Background: Few studies have examined the prognostic importance of cardiorespiratory fitness (CRF) to predict cancer incidence or cause-specific mortality following a cancer diagnosis in men. Accordingly, we examined the relationships between baseline CRF and incidence of prostate, lung, or colorectal cancer in men at Medicare age and subsequent cause-specific mortality among men diagnosed with cancer. Methods: The Cooper Center Longitudinal Study (CCLS) is a prospective observational cohort study of participants undergoing a preventive health examination including CRF assessment at the Cooper Clinic in Dallas, Texas. We studied 17,049 men with a complete CCLS medical exam and cardiovascular risk factor assessment at a mean age of 50± 9 years. Cancer incidence was defined using Medicare claims data. Cox proportional models were used to estimate the risk of adjusted primary cancer incidence and cause-specific mortality after cancer according to baseline age-specific CRF quintiles (Q). Results: The mean times from CRF assessment to cancer incidence and death were 20.2 ± 8.2 years and 24.4 ± 8.5 years, respectively. During this period, 2885 men were diagnosed with prostate, lung, or colorectal cancer and 769 died. Compared with men in lowest CRF quintile, the adjusted hazard ratio (HR) for incident lung, colorectal, and prostate cancer incidence among men in the highest CRF quintile was 0.32 (95% CI: 0.20 to 0.51, p<0.001), 0.62 (95% CI: 0.40 to 0.97, p=0.05), 1.13 (95% CI: 0.97 to 1.33, p=0.14), respectively.
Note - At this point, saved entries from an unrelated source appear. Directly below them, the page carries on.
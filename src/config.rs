//! Configuration management for snow-sheets.
//!
//! The configuration file is a YAML document with a `shared` defaults block,
//! a `profiles` mapping of named overrides and a `default_profile` key. The
//! active configuration is the deep merge of `shared` with the selected
//! profile, deserialized into a typed [`JobConfig`].

use crate::error::{AppError, Result};
use serde::{Deserialize, Serialize};
use serde_yaml::{Mapping, Value as YamlValue};
use std::collections::BTreeMap;
use std::fmt;
use std::path::{Path, PathBuf};
use tracing::{debug, info};

/// Environment variable that selects the active profile when none is passed explicitly.
pub const PROFILE_ENV_VAR: &str = "APP_PROFILE";

/// Config file used when `--config` is not given.
pub const DEFAULT_CONFIG_FILE: &str = "config.yaml";

/// Profile used when neither the caller, the environment nor the document names one.
const FALLBACK_PROFILE: &str = "test";

/// A parsed, not yet resolved, configuration document.
#[derive(Debug, Clone)]
pub struct ConfigDocument {
    root: Mapping,
    source: String,
}

/// The merged configuration for one profile.
#[derive(Debug, Clone)]
pub struct ResolvedConfig {
    /// Name of the profile that was merged over `shared`.
    pub profile: String,

    /// The merged mapping, before typing.
    pub values: Mapping,
}

impl ConfigDocument {
    /// Loads a configuration document from a YAML file.
    pub fn load_from_file(path: &Path) -> Result<Self> {
        let content = std::fs::read_to_string(path).map_err(|e| {
            AppError::io(format!(
                "Failed to read config file {}: {e}",
                path.display()
            ))
        })?;

        Self::parse(&content, &path.display().to_string())
    }

    /// Parses a configuration document from a YAML string.
    ///
    /// `source` is only used in error messages.
    pub fn parse(content: &str, source: &str) -> Result<Self> {
        let value: YamlValue = serde_yaml::from_str(content).map_err(|e| {
            AppError::config(format!("Configuration error in {source}:\n  {e}"))
        })?;

        let root = match value {
            YamlValue::Mapping(map) => map,
            YamlValue::Null => Mapping::new(),
            _ => {
                return Err(AppError::config(format!(
                    "Configuration error in {source}: top level must be a mapping"
                )))
            }
        };

        Ok(Self {
            root,
            source: source.to_string(),
        })
    }

    /// Returns the `default_profile` declared by the document, if any.
    pub fn default_profile(&self) -> Option<&str> {
        self.root.get("default_profile").and_then(YamlValue::as_str)
    }

    /// Picks the profile name: explicit argument, then environment override,
    /// then the document default, then `"test"`. Empty strings count as unset.
    pub fn select_profile(&self, explicit: Option<&str>, env: Option<&str>) -> String {
        explicit
            .filter(|p| !p.is_empty())
            .or_else(|| env.filter(|p| !p.is_empty()))
            .or_else(|| self.default_profile().filter(|p| !p.is_empty()))
            .unwrap_or(FALLBACK_PROFILE)
            .to_string()
    }

    /// Merges `shared` with the selected profile.
    pub fn resolve(&self, explicit: Option<&str>, env: Option<&str>) -> Result<ResolvedConfig> {
        let profile = self.select_profile(explicit, env);

        let profiles = match self.root.get("profiles") {
            Some(YamlValue::Mapping(map)) => map,
            _ => {
                return Err(AppError::config(format!(
                    "Profile '{profile}' not found in {}",
                    self.source
                )))
            }
        };

        let overrides = profiles.get(profile.as_str()).ok_or_else(|| {
            AppError::config(format!(
                "Profile '{profile}' not found in {}",
                self.source
            ))
        })?;
        let overrides = as_block(overrides, &format!("profiles.{profile}"))?;

        let shared = match self.root.get("shared") {
            Some(value) => as_block(value, "shared")?,
            None => Mapping::new(),
        };

        let values = deep_merge(&shared, &overrides);
        debug!("Merged {} top-level keys for profile '{}'", values.len(), profile);
        info!("Active profile: {}", profile);

        Ok(ResolvedConfig { profile, values })
    }
}

/// Treats a null block as empty and rejects anything that is not a mapping.
fn as_block(value: &YamlValue, name: &str) -> Result<Mapping> {
    match value {
        YamlValue::Mapping(map) => Ok(map.clone()),
        YamlValue::Null => Ok(Mapping::new()),
        _ => Err(AppError::config(format!("'{name}' must be a mapping"))),
    }
}

/// Deep-merges `b` over `a`.
///
/// For each key in `b`: when both sides hold a mapping the two are merged
/// recursively, otherwise `b`'s value replaces `a`'s entirely. Lists are
/// never concatenated.
pub fn deep_merge(a: &Mapping, b: &Mapping) -> Mapping {
    let mut out = a.clone();
    for (key, value) in b {
        let merged = match (out.get(key), value) {
            (Some(YamlValue::Mapping(left)), YamlValue::Mapping(right)) => {
                YamlValue::Mapping(deep_merge(left, right))
            }
            _ => value.clone(),
        };
        out.insert(key.clone(), merged);
    }
    out
}

impl ResolvedConfig {
    /// Deserializes the merged mapping into the typed job configuration.
    pub fn job_config(&self) -> Result<JobConfig> {
        serde_yaml::from_value(YamlValue::Mapping(self.values.clone())).map_err(|e| {
            AppError::config(format!("Invalid configuration for profile '{}': {e}", self.profile))
        })
    }
}

/// Typed view of a resolved profile.
#[derive(Debug, Clone, Serialize, Deserialize)]
pub struct JobConfig {
    /// Spreadsheet destination settings.
    pub google: GoogleConfig,

    /// Warehouse settings.
    pub snowflake: SnowflakeConfig,

    /// Queries to run, in order.
    pub queries: Vec<QuerySpec>,

    /// Optional alerting hook.
    #[serde(default)]
    pub alerts: AlertsConfig,

    /// What to do when writing a result to the sheet fails.
    #[serde(default)]
    pub on_sink_error: SinkErrorPolicy,
}

/// Google Sheets settings.
#[derive(Debug, Clone, Serialize, Deserialize)]
pub struct GoogleConfig {
    /// Path to the service-account key file.
    pub service_account_json: PathBuf,

    /// Full URL of the target spreadsheet.
    pub sheet_url: String,
}

/// Snowflake settings.
#[derive(Debug, Clone, Serialize, Deserialize)]
pub struct SnowflakeConfig {
    /// Path to the JSON credential file.
    pub service_account_json: PathBuf,

    /// Prompt for an MFA passcode before each login attempt.
    #[serde(default)]
    pub require_passcode: bool,
}

/// Alerting settings.
#[derive(Debug, Clone, Default, Serialize, Deserialize)]
pub struct AlertsConfig {
    /// Chat webhook that receives a message when a sheet write fails.
    pub webhook_url: Option<String>,
}

/// Policy applied when a sheet write fails.
#[derive(Debug, Clone, Copy, Default, PartialEq, Eq, Serialize, Deserialize)]
#[serde(rename_all = "lowercase")]
pub enum SinkErrorPolicy {
    /// Log the failure and move on to the next query.
    #[default]
    Continue,
    /// Stop the run with a sheet error.
    Abort,
}

/// One query to run and where its result goes.
#[derive(Debug, Clone, Serialize, Deserialize)]
pub struct QuerySpec {
    /// Path to the SQL file.
    pub file: PathBuf,

    /// Target tab name.
    pub worksheet: String,

    /// Target A1 range; the tab's origin when absent.
    #[serde(default)]
    pub range: Option<String>,

    /// Text that replaces the statement terminator.
    #[serde(default)]
    pub cond: Option<String>,

    /// Values for `{name}` placeholders in the SQL file.
    #[serde(default)]
    pub params: BTreeMap<String, ParamValue>,

    /// Clear the target range (or the whole tab) before writing.
    #[serde(default)]
    pub clear: bool,
}

/// A scalar substitution parameter.
#[derive(Debug, Clone, PartialEq, Serialize, Deserialize)]
#[serde(untagged)]
pub enum ParamValue {
    Bool(bool),
    Int(i64),
    Float(f64),
    Text(String),
}

impl fmt::Display for ParamValue {
    fn fmt(&self, f: &mut fmt::Formatter<'_>) -> fmt::Result {
        match self {
            Self::Bool(b) => write!(f, "{b}"),
            Self::Int(i) => write!(f, "{i}"),
            Self::Float(v) if v.is_finite() && v.fract() == 0.0 => write!(f, "{v:.1}"),
            Self::Float(v) => write!(f, "{v}"),
            Self::Text(s) => f.write_str(s),
        }
    }
}

impl From<&str> for ParamValue {
    fn from(v: &str) -> Self {
        Self::Text(v.to_string())
    }
}

impl From<i64> for ParamValue {
    fn from(v: i64) -> Self {
        Self::Int(v)
    }
}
In men developing cancer, both cancer-specific mortality and cardiovascular-specific mortality declined across increasing CRF quintiles (p’s <0.001). A 1-MET increase in CRF was associated with a 14% reduction in cancer-specific mortality (HR 0.86, 95% CI: 0.81-0.91, p<0.001), and 23% reduction in cardiovascular-specific mortality (HR 0.77, 95% CI: 0.69-0.85, p<0.001). Conclusions: Fitness is a strong independent predictor of incident lung and colorectal cancer and remained a robust predictor of cause-specific mortality in middle-aged and older men diagnosed with lung, prostate, or colorectal cancer.